There are several ways we can scale the numerical variables, but the most common is to scale each numerical variable to have a mean of zero and a standard deviation of one. This can be achieved with the ‘scale’ function. Note, we also scale the one-hot encoded variables. We exclude the original categorical variables ‘wilderness_area’ and ‘soil_type’ in columns 11 and 12, respectively. We also exclude the target variable ‘lodgepole_pine’ in column 13, since we do not want to scale the target variable: it needs to be 0/1 valued!
test_set[, -c(11:13)] <- scale(test_set[, -c(11:13)], center = apply(training_set[, -c(11:13)], 2, mean), scale = apply(training_set[, -c(11:13)], 2, sd))
training_set[, -c(11:13)] <- scale(training_set[, -c(11:13)])
In the code above, we first apply the scaling to the test set, using the means and standard deviations of each variable from the training set as the center and scale, respectively. Again, all of the pre-processing is based on the training set. Here, the scaling of the test set is performed first, so that we can calculate the means and standard deviations from the training set before we perform the scaling on the training set. Since the scaling has now been performed on all numerical variables, we can be sure that each of the scaled variables is in the same scale.
At this point, both the training set and test set only contain numerical values (not including the original
‘wilderness_area’ and ‘soil_type’ variables, which will be removed), so they are ready to be converted into tensors. This is done using the ‘array’ function in R. Note: no pre-processing was needed for the target variable ‘lodgepole_pine’, since it was already 0/1 valued. If not, then the target needs to be pre-processed so that it is only 0/1 valued, where 1 represents the positive class and 0 represents the negative class.
training_features <- array(data = unlist(training_set[, -c(11:13)]), dim = c(nrow(training_set), 33))
training_labels <- array(data = unlist(training_set[, 13]), dim = c(nrow(training_set)))
test_features <- array(data = unlist(test_set[, -c(11:13)]), dim = c(nrow(test_set), 33))
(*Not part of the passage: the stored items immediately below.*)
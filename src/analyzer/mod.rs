/*!
The flow-analyzer contract.

The capture runtime drives each analyzer through the same lifecycle:
`init` once at startup, `print_header` to publish the output schema,
`on_new_flow` / `on_layer4` per packet, `on_flow_terminate` once when the
flow ends (the analyzer appends its row fragment to the shared output
buffer), `plugin_report` and `finalize` at teardown. All callbacks run on
one logical thread in packet order; per-flow state is serially consistent.
*/
pub mod bgp;
pub mod quic;
pub mod tls;

use std::io;

use crate::error::ParserError;
use crate::models::{FlowIndex, FlowView, PacketView, Schema};
use crate::output::OutputBuffer;

/// Per-packet context shared along the analyzer chain within one
/// `on_layer4` round. The QUIC analyzer publishes the decrypted Initial
/// payload here; the TLS analyzer consumes it in the same round.
#[derive(Debug, Default)]
pub struct PacketContext {
    /// Set when the flow is classified as QUIC.
    pub quic: bool,
    /// Decrypted Initial-packet payload, when decryption succeeded.
    pub decrypted_initial: Option<Vec<u8>>,
}

impl PacketContext {
    /// Reset between packets; allocations are kept.
    pub fn reset(&mut self) {
        self.quic = false;
        if let Some(buf) = &mut self.decrypted_initial {
            buf.clear();
        }
        self.decrypted_initial = None;
    }
}

/// Lifecycle implemented by every flow analyzer.
pub trait FlowAnalyzer {
    fn name(&self) -> &'static str;

    fn version(&self) -> &'static str {
        env!("CARGO_PKG_VERSION")
    }

    /// Space-delimited names of analyzers that must run earlier in the
    /// chain (e.g. the TLS analyzer depends on the QUIC analyzer).
    fn dependencies(&self) -> &'static str {
        ""
    }

    /// Size the per-flow state array; called once before any packet.
    fn init(&mut self, flow_capacity: usize) -> Result<(), ParserError>;

    /// Publish the output schema; called once at startup.
    fn print_header(&self) -> Schema;

    fn on_new_flow(&mut self, packet: &PacketView, flow: &FlowView, idx: FlowIndex);

    fn on_layer4(
        &mut self,
        packet: &PacketView,
        flow: &FlowView,
        idx: FlowIndex,
        ctx: &mut PacketContext,
    );

    /// Append this analyzer's row fragment for the terminating flow.
    fn on_flow_terminate(&mut self, idx: FlowIndex, flow: &FlowView, out: &mut OutputBuffer);

    /// End-of-run summary.
    fn plugin_report(&self, w: &mut dyn io::Write) -> io::Result<()> {
        let _ = w;
        Ok(())
    }

    /// Release process-wide resources.
    fn finalize(&mut self) {}
}
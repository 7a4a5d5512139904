//! flowwhois: query IP geolocation/ASN subnet tables from the command
//! line, a file, an interactive prompt, or a line-oriented TCP daemon.
use std::fs::File;
use std::io::{self, BufRead, BufReader, Write};
use std::net::{IpAddr, Ipv4Addr, TcpListener};
use std::path::PathBuf;
use std::process::ExitCode;
use std::str::FromStr;

use clap::Parser;
use log::error;

use flowlyzer::subnet::{SubnetConfig, SubnetInfo, SubnetMode, SubnetTable4, SubnetTable6};

const ABOUT: &str = "flowwhois - IP to country/ASN/organization lookup over flowlyzer subnet tables";

#[derive(Parser)]
#[clap(name = "flowwhois", version, about = ABOUT)]
struct Opts {
    /// IPv4 subnet file
    #[clap(short = '4', long = "ipv4-file")]
    ipv4_file: Option<PathBuf>,

    /// IPv6 subnet file
    #[clap(short = '6', long = "ipv6-file")]
    ipv6_file: Option<PathBuf>,

    /// Subnet files use the begin/end-range encoding
    #[clap(long)]
    range: bool,

    /// Memory-map the subnet files instead of reading them
    #[clap(long)]
    mmap: bool,

    /// Read the addresses to look up from a file (one per line)
    #[clap(short = 'r', value_name = "file")]
    read_file: Option<PathBuf>,

    /// Comma-separated list of output fields
    /// (ip,netmask,net,mask,range,org,country,county,city,asn,lat,lng,prec,netid)
    #[clap(short = 'o', value_name = "fields")]
    output_fields: Option<String>,

    /// One line per lookup
    #[clap(short = 'l')]
    one_line: bool,

    /// Suppress the header line
    #[clap(short = 'H')]
    no_header: bool,

    /// Column separator
    #[clap(short = 's', value_name = "sep", default_value = "\t")]
    separator: String,

    /// Write the results as KML placemarks into a file
    #[clap(short = 'k', value_name = "file")]
    kml: Option<PathBuf>,

    /// Run as a line-oriented TCP daemon
    #[clap(short = 'D')]
    daemon: bool,

    /// Daemon listen address
    #[clap(short = 'a', value_name = "addr", default_value = "127.0.0.1")]
    addr: String,

    /// Daemon listen port
    #[clap(short = 'p', value_name = "port", default_value_t = 6666)]
    port: u16,

    /// Addresses to look up; reads commands from stdin when absent
    ips: Vec<String>,
}

#[derive(Debug, Clone, Copy, PartialEq, Eq)]
enum Field {
    Ip,
    Netmask,
    Net,
    Mask,
    Range,
    Org,
    Country,
    County,
    City,
    Asn,
    Lat,
    Lng,
    Prec,
    Netid,
}

impl Field {
    const ALL: [Field; 14] = [
        Field::Ip,
        Field::Netmask,
        Field::Net,
        Field::Mask,
        Field::Range,
        Field::Org,
        Field::Country,
        Field::County,
        Field::City,
        Field::Asn,
        Field::Lat,
        Field::Lng,
        Field::Prec,
        Field::Netid,
    ];

    const fn name(&self) -> &'static str {
        match self {
            Field::Ip => "ip",
            Field::Netmask => "netmask",
            Field::Net => "net",
            Field::Mask => "mask",
            Field::Range => "range",
            Field::Org => "org",
            Field::Country => "country",
            Field::County => "county",
            Field::City => "city",
            Field::Asn => "asn",
            Field::Lat => "lat",
            Field::Lng => "lng",
            Field::Prec => "prec",
            Field::Netid => "netid",
        }
    }
}

impl FromStr for Field {
    type Err = String;

    fn from_str(s: &str) -> Result<Self, Self::Err> {
        Field::ALL
            .iter()
            .find(|f| f.name() == s)
            .copied()
            .ok_or_else(|| format!("unknown field '{s}'"))
    }
}

struct Whois {
    table4: Option<SubnetTable4>,
    table6: Option<SubnetTable6>,
    fields: Vec<Field>,
    one_line: bool,
    no_header: bool,
    separator: String,
}

/// One resolved lookup.
struct Answer {
    ip: IpAddr,
    info: SubnetInfo,
    net: String,
    netmask: String,
    mask: String,
    range: String,
}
test_labels <- array(data = unlist(test_set[, 13]),
dim = c(nrow(test_set)))
Now, we are ready to use Keras and TensorFlow to build a dense feed-forward neural network on the training set and evaluate it on the test set. This will be discussed in the next lab.
Exercises
1) After working through all of the code in the lab, run ‘head(training_features)’ and ‘head(test_features)’. Copy and paste the output.
2) What is the rank of the tensor ‘training_features’? What is the shape of ‘training_features’? How many dimensions does ‘training_features’ have along the second axis?
3) State two situations where scaling the numerical variables is important.